Claims priority of provisional application 62/689,005, filed on Jun. 22, 2018.
Claims priority of application No. 19305609 (EP), filed on May 13, 2019.
Prior Publication US 2021/0216894 A1, Jul. 15, 2021
Int. Cl. G06N 5/04 (2023.01); G06N 20/00 (2019.01); G16H 10/60 (2018.01); G16H 15/00 (2018.01); G16H 50/20 (2018.01)

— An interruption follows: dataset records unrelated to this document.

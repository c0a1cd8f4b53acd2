//! Process-local revocation backend

use std::collections::HashMap;
use std::time::Duration;

use async_trait::async_trait;
use tokio::sync::RwLock;
use tokio::time::Instant;

use crate::domain::entities::RevocationRecord;
use crate::errors::DomainResult;

use super::backend::RevocationBackend;

#[derive(Debug, Clone)]
struct Entry {
    record: RevocationRecord,
    expires_at: Instant,
}

/// Map-with-TTL backend for single-instance deployments
///
/// Expired entries are invisible to reads immediately and physically removed
/// by [`purge_expired`](RevocationBackend::purge_expired).
#[derive(Debug, Default)]
pub struct InMemoryRevocationBackend {
    entries: RwLock<HashMap<String, Entry>>,
}

impl InMemoryRevocationBackend {
    pub fn new() -> Self {
        Self::default()
    }

    /// Entries held, including expired ones not yet purged
    pub async fn stored_len(&self) -> usize {
        self.entries.read().await.len()
    }
}

#[async_trait]
impl RevocationBackend for InMemoryRevocationBackend {
    fn name(&self) -> &'static str {
        "memory"
    }

    async fn put(&self, record: &RevocationRecord, ttl: Duration) -> DomainResult<()> {
        let entry = Entry {
            record: record.clone(),
            expires_at: Instant::now() + ttl,
        };
        self.entries
            .write()
            .await
            .insert(record.token_id.clone(), entry);
        Ok(())
    }

    async fn get(&self, token_id: &str) -> DomainResult<Option<RevocationRecord>> {
        let entries = self.entries.read().await;
        let now = Instant::now();
        Ok(entries
            .get(token_id)
            .filter(|entry| entry.expires_at > now)
            .map(|entry| entry.record.clone()))
    }

    async fn count(&self) -> DomainResult<usize> {
        let entries = self.entries.read().await;
        let now = Instant::now();
        Ok(entries.values().filter(|entry| entry.expires_at > now).count())
    }

    async fn purge_expired(&self) -> DomainResult<usize> {
        let mut entries = self.entries.write().await;
        let before = entries.len();
        let now = Instant::now();
        entries.retain(|_, entry| entry.expires_at > now);
        Ok(before - entries.len())
    }
}
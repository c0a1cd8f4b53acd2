//! HTTP adapter for the credkeep credential service
//!
//! Library exports for the binary and for integration tests.

pub mod app;
pub mod config;
pub mod dto;
pub mod handlers;
pub mod middleware;
pub mod routes;
pub mod telemetry;
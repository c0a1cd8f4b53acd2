//! # Infrastructure Layer
//!
//! Concrete implementations of the credkeep core's external collaborators:
//!
//! - **Cache**: Redis client with connection retry and command retry
//! - **Revocation**: Redis-backed [`RevocationBackend`](ck_core::RevocationBackend)
//!   and the configuration-driven selection of the revocation store backend

pub mod cache;
pub mod revocation;

pub use cache::RedisClient;
pub use revocation::{build_revocation_store, RedisRevocationBackend};

use ck_core::errors::DomainError;

/// Infrastructure-specific error types
#[derive(Debug, thiserror::Error)]
pub enum InfrastructureError {
    /// Redis cache error
    #[error("Cache error: {0}")]
    Cache(#[from] redis::RedisError),

    /// Operation did not complete in time
    #[error("Timed out: {0}")]
    Timeout(String),

    /// Stored data could not be decoded
    #[error("Serialization error: {0}")]
    Serialization(#[from] serde_json::Error),

    /// Configuration error
    #[error("Configuration error: {0}")]
    Config(String),

    /// General infrastructure error
    #[error("Infrastructure error: {0}")]
    General(String),
}

impl From<InfrastructureError> for DomainError {
    fn from(err: InfrastructureError) -> Self {
        DomainError::Internal {
            message: err.to_string(),
        }
    }
}
use std::sync::Arc;
use std::time::Duration;

use chrono::Utc;

use crate::domain::entities::{RevocationReason, TokenClaims, TokenType};
use crate::errors::{DomainError, TokenError};
use crate::services::revocation::{RevocationSettings, RevocationStore};
use crate::services::token::TokenVerifier;

use super::{access_token, issuer, refresh_token, FlakyBackend};

fn settings() -> RevocationSettings {
    RevocationSettings {
        rotation_grace: Duration::from_secs(10),
        ..RevocationSettings::default()
    }
}

#[tokio::test]
async fn test_manual_revoke_is_authoritative() {
    let issuer = issuer();
    let store = RevocationStore::new(settings());
    let token = access_token(&issuer);

    assert!(!store.is_revoked(&token, false).await.unwrap());
    assert!(store
        .revoke(&token, RevocationReason::ManualRevoke, None)
        .await
        .unwrap());
    assert!(store.is_revoked(&token, false).await.unwrap());
    assert!(store.is_revoked(&token, true).await.unwrap());
}

#[tokio::test]
async fn test_rotated_token_tolerated_inside_grace_window() {
    let issuer = issuer();
    let store = RevocationStore::new(settings());
    let token = refresh_token(&issuer);

    store
        .revoke(&token, RevocationReason::TokenRotated, None)
        .await
        .unwrap();

    assert!(!store.is_revoked(&token, false).await.unwrap());
    assert!(store.is_revoked(&token, true).await.unwrap());
}

#[tokio::test]
async fn test_rotated_token_revoked_after_grace_window() {
    let issuer = issuer();
    let store = RevocationStore::new(RevocationSettings {
        rotation_grace: Duration::ZERO,
        ..RevocationSettings::default()
    });
    let token = refresh_token(&issuer);

    store
        .revoke(&token, RevocationReason::TokenRotated, None)
        .await
        .unwrap();

    assert!(store.is_revoked(&token, false).await.unwrap());
}

#[tokio::test]
async fn test_logout_after_rotation_is_authoritative() {
    let issuer = issuer();
    let store = RevocationStore::new(settings());
    let token = refresh_token(&issuer);

    store
        .revoke(&token, RevocationReason::TokenRotated, None)
        .await
        .unwrap();
    store
        .revoke(&token, RevocationReason::TokenRotated, None)
        .await
        .unwrap();
    assert!(!store.is_revoked(&token, false).await.unwrap());

    store.revoke(&token, RevocationReason::Logout, None).await.unwrap();

    assert!(store.is_revoked(&token, false).await.unwrap());
}

#[tokio::test]
async fn test_logout_has_no_grace_window() {
    let issuer = issuer();
    let store = RevocationStore::new(settings());
    let token = refresh_token(&issuer);

    store.revoke(&token, RevocationReason::Logout, None).await.unwrap();

    assert!(store.is_revoked(&token, false).await.unwrap());
}

#[tokio::test]
async fn test_revocation_disabled() {
    let issuer = issuer();
    let store = RevocationStore::new(RevocationSettings {
        enabled: false,
        ..settings()
    });
    let token = access_token(&issuer);

    assert!(!store
        .revoke(&token, RevocationReason::ManualRevoke, None)
        .await
        .unwrap());
    assert!(!store.is_revoked(&token, true).await.unwrap());
}

#[tokio::test]
async fn test_revocation_check_disabled() {
    let issuer = issuer();
    let store = RevocationStore::new(RevocationSettings {
        check_enabled: false,
        ..settings()
    });
    let token = access_token(&issuer);

    store
        .revoke(&token, RevocationReason::ManualRevoke, None)
        .await
        .unwrap();

    assert!(!store.is_revoked(&token, true).await.unwrap());
    assert_eq!(store.stats().await.revoked_count, 1);
}

#[tokio::test]
async fn test_malformed_token_cannot_be_revoked() {
    let store = RevocationStore::new(settings());

    let result = store
        .revoke("not-a-token", RevocationReason::ManualRevoke, None)
        .await;

    assert!(matches!(result, Err(DomainError::Token(TokenError::Malformed))));
}

#[tokio::test]
async fn test_expired_token_revocation_stores_nothing() {
    let issuer = issuer();
    let store = RevocationStore::new(settings());
    let now = Utc::now().timestamp();
    let token = issuer
        .sign(TokenClaims {
            sub: "u1".to_string(),
            token_type: TokenType::Access,
            jti: "expired-jti".to_string(),
            kid: String::new(),
            role: None,
            permissions: Vec::new(),
            pair_id: None,
            iat: now - 7200,
            nbf: now - 7200,
            exp: now - 3600,
            iss: "credkeep".to_string(),
            aud: "credkeep-api".to_string(),
        })
        .unwrap();

    assert!(store
        .revoke(&token, RevocationReason::ManualRevoke, None)
        .await
        .unwrap());
    assert_eq!(store.stats().await.revoked_count, 0);
}

#[tokio::test(start_paused = true)]
async fn test_default_ttl_follows_token_type() {
    let issuer = issuer();
    let store = RevocationStore::new(RevocationSettings {
        access_ttl: Duration::from_secs(60),
        ..settings()
    });
    let token = access_token(&issuer);

    store
        .revoke(&token, RevocationReason::ManualRevoke, None)
        .await
        .unwrap();
    assert!(store.is_revoked(&token, true).await.unwrap());

    tokio::time::advance(Duration::from_secs(61)).await;

    assert!(!store.is_revoked(&token, true).await.unwrap());
    assert_eq!(store.sweep_local().await.unwrap(), 1);
}

#[tokio::test(start_paused = true)]
async fn test_explicit_ttl_overrides_default() {
    let issuer = issuer();
    let store = RevocationStore::new(settings());
    let token = refresh_token(&issuer);

    store
        .revoke(&token, RevocationReason::ManualRevoke, Some(Duration::from_secs(5)))
        .await
        .unwrap();

    tokio::time::advance(Duration::from_secs(6)).await;
    assert!(!store.is_revoked(&token, true).await.unwrap());
}

#[tokio::test]
async fn test_revoke_many_reports_each_token() {
    let issuer = issuer();
    let store = RevocationStore::new(settings());
    let tokens = vec![
        access_token(&issuer),
        "garbage".to_string(),
        refresh_token(&issuer),
    ];

    let report = store.revoke_many(&tokens, RevocationReason::BulkRevoke).await;

    assert_eq!(report.outcomes.len(), 3);
    assert_eq!(report.succeeded(), 2);
    assert_eq!(report.failed(), 1);
    assert!(report.outcomes[0].revoked);
    assert!(!report.outcomes[1].revoked);
    assert!(report.outcomes[1].token_id.is_none());
    assert!(report.outcomes[1].error.is_some());
    assert!(report.outcomes[2].revoked);

    assert!(store.is_revoked(&tokens[0], false).await.unwrap());
    assert!(store.is_revoked(&tokens[2], false).await.unwrap());
}

#[tokio::test]
async fn test_stats_on_local_backend() {
    let issuer = issuer();
    let store = RevocationStore::new(settings());
    store
        .revoke(&access_token(&issuer), RevocationReason::Logout, None)
        .await
        .unwrap();

    let stats = store.stats().await;
    assert_eq!(stats.revoked_count, 1);
    assert_eq!(stats.backend, "memory");
    assert!(!stats.degraded);
}

#[tokio::test]
async fn test_shared_backend_visible_across_instances() {
    let issuer = issuer();
    let shared = Arc::new(FlakyBackend::new());
    let instance_a = RevocationStore::with_backend(settings(), shared.clone());
    let instance_b = RevocationStore::with_backend(settings(), shared.clone());
    let token = access_token(&issuer);

    instance_a
        .revoke(&token, RevocationReason::Logout, None)
        .await
        .unwrap();

    assert!(instance_b.is_revoked(&token, false).await.unwrap());
    let stats = instance_b.stats().await;
    assert_eq!(stats.backend, "flaky");
    assert_eq!(stats.revoked_count, 1);
}

#[tokio::test]
async fn test_failing_backend_falls_back_to_local() {
    let issuer = issuer();
    let shared = Arc::new(FlakyBackend::new());
    shared.set_failing(true);
    let store = RevocationStore::with_backend(settings(), shared.clone());
    let token = access_token(&issuer);

    assert!(store
        .revoke(&token, RevocationReason::Logout, None)
        .await
        .unwrap());
    assert!(store.is_degraded());
    assert!(store.is_revoked(&token, false).await.unwrap());

    let stats = store.stats().await;
    assert_eq!(stats.backend, "memory");
    assert!(stats.degraded);
}

#[tokio::test(start_paused = true)]
async fn test_stalled_backend_times_out() {
    let issuer = issuer();
    let shared = Arc::new(FlakyBackend::new());
    shared.set_stalled(true);
    let store = RevocationStore::with_backend(settings(), shared.clone());
    let token = access_token(&issuer);

    assert!(!store.is_revoked(&token, false).await.unwrap());
    assert!(store.is_degraded());
}

#[tokio::test(start_paused = true)]
async fn test_backend_skipped_during_back_off_then_recovers() {
    let issuer = issuer();
    let shared = Arc::new(FlakyBackend::new());
    shared.set_failing(true);
    let store = RevocationStore::with_backend(
        RevocationSettings {
            retry_after: Duration::from_secs(30),
            ..settings()
        },
        shared.clone(),
    );
    let token = access_token(&issuer);

    store.is_revoked(&token, false).await.unwrap();
    assert_eq!(shared.calls(), 1);

    // Inside the back-off window the shared backend is not contacted
    store.is_revoked(&token, false).await.unwrap();
    assert_eq!(shared.calls(), 1);

    shared.set_failing(false);
    tokio::time::advance(Duration::from_secs(31)).await;

    store.is_revoked(&token, false).await.unwrap();
    assert_eq!(shared.calls(), 2);
    assert!(!store.is_degraded());
}

#[tokio::test]
async fn test_startup_degraded_store() {
    let store = RevocationStore::degraded(settings(), "connection refused");

    let stats = store.stats().await;
    assert!(stats.degraded);
    assert_eq!(stats.backend, "memory");
}

#[tokio::test]
async fn test_peeked_claims_match_revocation_key() {
    let issuer = issuer();
    let store = RevocationStore::new(settings());
    let token = access_token(&issuer);
    let claims = TokenVerifier::peek_claims(&token).unwrap();

    store
        .revoke_claims(&claims, RevocationReason::ManualRevoke, None)
        .await
        .unwrap();

    assert!(store.is_revoked(&token, false).await.unwrap());
}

CPC G06N 5/04 (2013.01) [G06N 20/00 (2019.01); G16H 10/60 (2018.01); G16H 15/00 (2018.01); G16H 50/20 (2018.01)] 8 Claims
OG exemplary drawing
 
1. A method implemented by a computer system, the method comprising:
receiving data representing medical records of a patient, the patient having been diagnosed with diabetes mellitus;
generating a model input using the data representing the medical records of the patient;
determining a first predicted rate of hypoglycemic events by processing the model input using a first machine learning model that has been trained using first training data that comprises data representing medical records of a first plurality of patients and corresponding rates of hypoglycemic events for the respective patients, wherein each of the first plurality of patients uses a first type of insulin;
determining a second predicted rate of hypoglycemic events by processing the model input using a second machine learning model that has been trained using second training data that comprises data representing medical records of a second plurality of patients and corresponding rates of hypoglycemic events for the respective patients, wherein each of the second plurality of patients uses a second type of insulin, the second type of insulin being different from the first type of insulin, and the second plurality of patients being different from the first plurality of patients;
comparing the first predicted rate to the second predicted rate; and
recommending an insulin treatment for the patient based on the comparing.